→ **Your task**:
Extract, without alteration, each line from the start of the listing to the line bearing "#[derive(serde::Serialize, serde::Deserialize, Debug)]".

★ ★ ★ ★ ★

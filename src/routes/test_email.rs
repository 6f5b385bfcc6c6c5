use crate::domain::UserEmail;
use crate::email::{templates, Email};
use crate::routes::ApiError;
use anyhow::Context;
use rocket::serde::json::Json;
use rocket::State;
use std::sync::Arc;
use uuid::Uuid;

#[derive(serde::Serialize, serde::Deserialize, Debug)]
pub struct TestEmailSent {
    pub success: bool,
    pub message: String,
}

#[tracing::instrument(
    name = "Sending a test e-mail",
    skip(email_client),
    fields(request_id = %Uuid::new_v4())
)]
#[get("/test-email?<to>")]
pub async fn send_test_email(
    to: Option<String>,
    email_client: &State<Arc<dyn Email>>,
) -> Result<Json<TestEmailSent>, ApiError> {
    let to = to
        .filter(|t| !t.trim().is_empty())
        .ok_or_else(|| ApiError::Validation("Parâmetro 'to' é obrigatório".to_string()))?;
    let recipient = UserEmail::parse(to).map_err(ApiError::Validation)?;
    email_client
        .send_content(&recipient, &templates::test_email())
        .await
        .context("Failed to send the test e-mail.")?;
    Ok(Json(TestEmailSent {
        success: true,
        message: format!("Email de teste enviado para {}", recipient),
    }))
}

★ ★ ★ ★ ★

→ **Your response**:
filename src/routes/test_email.rs
repository 6f5b385bfcc6c6c5
use crate::domain::UserEmail;
use crate::email::{templates, Email};
use crate::routes::ApiError;
use anyhow::Context;
use rocket::serde::json::Json;
use rocket::State;
use std::sync::Arc;
use uuid::Uuid;

#[derive(serde::Serialize, serde::Deserialize, Debug)]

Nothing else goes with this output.